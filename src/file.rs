// src/file.rs
//
// Output boundary: one JSON document per set plus the global index,
// written once at the end of a run.

use std::{
    collections::BTreeMap,
    fs,
    path::{Path, PathBuf},
};

use serde::Serialize;

use crate::config::consts::{INDEX_FILE, SETS_SUBDIR};
use crate::core::sanitize::sanitize_file_stem;
use crate::scrape::EquipmentBundle;
use crate::specs::equipment::{EquipmentRecord, RefineRow};

/// Per-set document: the set record plus its equipment with the
/// redundant set fields dropped.
#[derive(Serialize)]
struct SetDoc<'a> {
    set: &'a crate::aggregate::SetRecord,
    equipment: Vec<SetItem<'a>>,
}

#[derive(Serialize)]
#[serde(rename_all = "camelCase")]
struct SetItem<'a> {
    id: &'a str,
    name: &'a str,
    slot: &'a str,
    base_stats: &'a BTreeMap<String, String>,
    refine_data: &'a BTreeMap<String, RefineRow>,
    source_id: u32,
}

impl<'a> SetItem<'a> {
    fn from(rec: &'a EquipmentRecord) -> Self {
        Self {
            id: &rec.id,
            name: &rec.name,
            slot: &rec.slot,
            base_stats: &rec.base_stats,
            refine_data: &rec.refine_data,
            source_id: rec.source_id,
        }
    }
}

/// Write `<out>/sets/<setId>.json` per set and `<out>/index.json`.
/// Returns every path written, sets first.
pub fn write_outputs(
    out_dir: &Path,
    bundle: &EquipmentBundle,
) -> Result<Vec<PathBuf>, Box<dyn std::error::Error>> {
    let sets_dir = out_dir.join(SETS_SUBDIR);
    ensure_directory(&sets_dir)?;

    let mut written = Vec::with_capacity(bundle.sets.len() + 1);

    for (i, set) in bundle.sets.iter().enumerate() {
        let doc = SetDoc {
            set,
            equipment: bundle
                .records
                .iter()
                .filter(|r| r.set_id == set.id)
                .map(SetItem::from)
                .collect(),
        };
        let path = sets_dir.join(format!("{}.json", sanitize_file_stem(&set.id, i as u32)));
        fs::write(&path, to_pretty_json(&doc)?)?;
        logf!("Saved set: {}", set.id);
        written.push(path);
    }

    let index_path = out_dir.join(INDEX_FILE);
    fs::write(&index_path, to_pretty_json(&bundle.index)?)?;
    written.push(index_path);

    Ok(written)
}

fn to_pretty_json<T: Serialize>(value: &T) -> Result<String, Box<dyn std::error::Error>> {
    let mut text = serde_json::to_string_pretty(value)?;
    text.push('\n');
    Ok(text)
}

pub fn ensure_directory(dir: &Path) -> Result<(), Box<dyn std::error::Error>> {
    if dir.exists() && !dir.is_dir() {
        return Err(format!("Path exists but is not a directory: {}", dir.display()).into());
    }
    if !dir.exists() {
        fs::create_dir_all(dir)?;
    }
    Ok(())
}
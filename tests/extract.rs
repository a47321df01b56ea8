// tests/extract.rs
//
// Record extractor against hand-built page snapshots: placeholder
// handling, label/value scanning, base-stat table selection, refine
// rows, and set-effect paragraphs.

use ef_scrape::data::{Tables, VALID_ATTRS};
use ef_scrape::ident::Normalizer;
use ef_scrape::page::{PageSnapshot, Row, Table};
use ef_scrape::specs::equipment::{self, RefineRow};

fn tables() -> Tables {
    Tables::builtin()
}

fn norm(tables: &Tables) -> Normalizer {
    Normalizer::new(&tables.tokens)
}

fn sample_page() -> PageSnapshot {
    PageSnapshot {
        title: "长息护手 - 森空岛".into(),
        text: [
            "长息护手",
            "品质",
            "金色",
            "部位",
            "手部",
            "装备套组",
            "长息装备组",
        ]
        .join("\n"),
        tables: vec![
            // Recommendation table, must be skipped
            Table::new(vec![vec!["推荐搭配".into(), "某某干员".into()]]),
            // The base attribute table
            Table::new(vec![
                vec!["防御力".into(), "120".into(), "生命值".into(), "300".into()],
                vec!["暴击率".into(), "5%".into(), "装备描述".into(), "不是属性".into()],
            ]),
            // Refine table
            Table::new(vec![
                vec![
                    "属性".into(),
                    "基础".into(),
                    "精锻1级".into(),
                    "精锻2级".into(),
                    "精锻3级".into(),
                ],
                vec![
                    "攻击力".into(),
                    "10".into(),
                    "12".into(),
                    "14".into(),
                    "16".into(),
                ],
                vec![
                    "精锻积累值".into(),
                    "1".into(),
                    "2".into(),
                    "3".into(),
                    "4".into(),
                ],
                vec!["残缺行".into(), "x".into()],
            ]),
            // A later plain table; the base table already matched, so
            // this one must not contribute
            Table::new(vec![vec!["攻击力".into(), "999".into()]]),
        ],
        paragraphs: vec![
            "2件套组效果：防御力提升10%".into(),
            "装备背景故事，无关段落。".into(),
            "4件套组效果：受到伤害降低8%".into(),
        ],
    }
}

#[test]
fn extracts_full_record() {
    let t = tables();
    let n = norm(&t);
    let rec = equipment::extract(&sample_page(), 1042, &t, &n).expect("record");

    assert_eq!(rec.id, "changxi-hushou");
    assert_eq!(rec.name, "长息护手");
    assert_eq!(rec.quality, "金色");
    assert_eq!(rec.slot, "手部");
    assert_eq!(rec.set_name, "长息装备组");
    assert_eq!(rec.set_id, "changxi");
    assert_eq!(rec.source_id, 1042);

    assert_eq!(rec.base_stats.len(), 3);
    assert_eq!(rec.base_stats["防御力"], "120");
    assert_eq!(rec.base_stats["生命值"], "300");
    assert_eq!(rec.base_stats["暴击率"], "5%");

    assert_eq!(
        rec.refine_data["攻击力"],
        RefineRow {
            base: "10".into(),
            level1: "12".into(),
            level2: "14".into(),
            level3: "16".into(),
        }
    );
    assert!(!rec.refine_data.contains_key("精锻积累值"));
    assert!(!rec.refine_data.contains_key("残缺行"));

    assert_eq!(
        rec.set_effect,
        vec![
            "2件套组效果：防御力提升10%".to_string(),
            "4件套组效果：受到伤害降低8%".to_string(),
        ]
    );
}

#[test]
fn placeholder_title_yields_absent() {
    let t = tables();
    let n = norm(&t);
    let mut page = sample_page();
    page.title = "森空岛".into();
    assert!(equipment::extract(&page, 1000, &t, &n).is_none());

    page.title = "".into();
    assert!(equipment::extract(&page, 1000, &t, &n).is_none());
}

#[test]
fn base_stats_keys_pass_allow_list() {
    let t = tables();
    let n = norm(&t);
    let rec = equipment::extract(&sample_page(), 1042, &t, &n).expect("record");
    for key in rec.base_stats.keys() {
        assert!(
            VALID_ATTRS.iter().any(|a| key.contains(a)),
            "{key} not allow-listed"
        );
    }
}

#[test]
fn later_tables_never_contribute_base_stats() {
    let t = tables();
    let n = norm(&t);
    let rec = equipment::extract(&sample_page(), 1042, &t, &n).expect("record");
    // 攻击力 appears only in the refine table and the trailing table
    assert!(!rec.base_stats.contains_key("攻击力"));
}

#[test]
fn header_cells_never_pair_into_base_stats() {
    let t = tables();
    let n = norm(&t);
    let mut page = sample_page();
    // A qualifying table whose th header names an attribute right next
    // to a value; only the td row may contribute
    page.tables = vec![Table {
        rows: vec![
            Row {
                text: "攻击力 加成".into(),
                cells: vec![],
            },
            Row {
                text: "防御力 120".into(),
                cells: vec!["防御力".into(), "120".into()],
            },
        ],
    }];
    let rec = equipment::extract(&page, 1042, &t, &n).expect("record");
    assert_eq!(rec.base_stats.len(), 1);
    assert_eq!(rec.base_stats["防御力"], "120");
    assert!(!rec.base_stats.contains_key("攻击力"));
}

#[test]
fn missing_labels_leave_fields_empty() {
    let t = tables();
    let n = norm(&t);
    let page = PageSnapshot {
        title: "长息护手 - 森空岛".into(),
        text: "长息护手".into(),
        tables: Vec::new(),
        paragraphs: Vec::new(),
    };
    let rec = equipment::extract(&page, 1042, &t, &n).expect("record");
    assert_eq!(rec.quality, "");
    assert_eq!(rec.slot, "");
    assert_eq!(rec.set_name, "");
    assert_eq!(rec.set_id, "");
    assert!(rec.base_stats.is_empty());
    assert!(rec.refine_data.is_empty());
    assert!(rec.set_effect.is_empty());
}

#[test]
fn unknown_set_name_keeps_record_without_set_id() {
    let t = tables();
    let n = norm(&t);
    let mut page = sample_page();
    page.text = page.text.replace("长息装备组", "无名装备组");
    let rec = equipment::extract(&page, 1042, &t, &n).expect("record");
    assert_eq!(rec.set_name, "无名装备组");
    assert_eq!(rec.set_id, "");
}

• • • • •

■ **Problem**: Please filter the entries for the word "crate" and copy the lines that have it.

■ **Problem solution**:
use crate::config::consts::{INDEX_FILE, SETS_SUBDIR};
use crate::core::sanitize::sanitize_file_stem;
use crate::scrape::EquipmentBundle;
use crate::specs::equipment::{EquipmentRecord, RefineRow};
    set: &'a crate::aggregate::SetRecord,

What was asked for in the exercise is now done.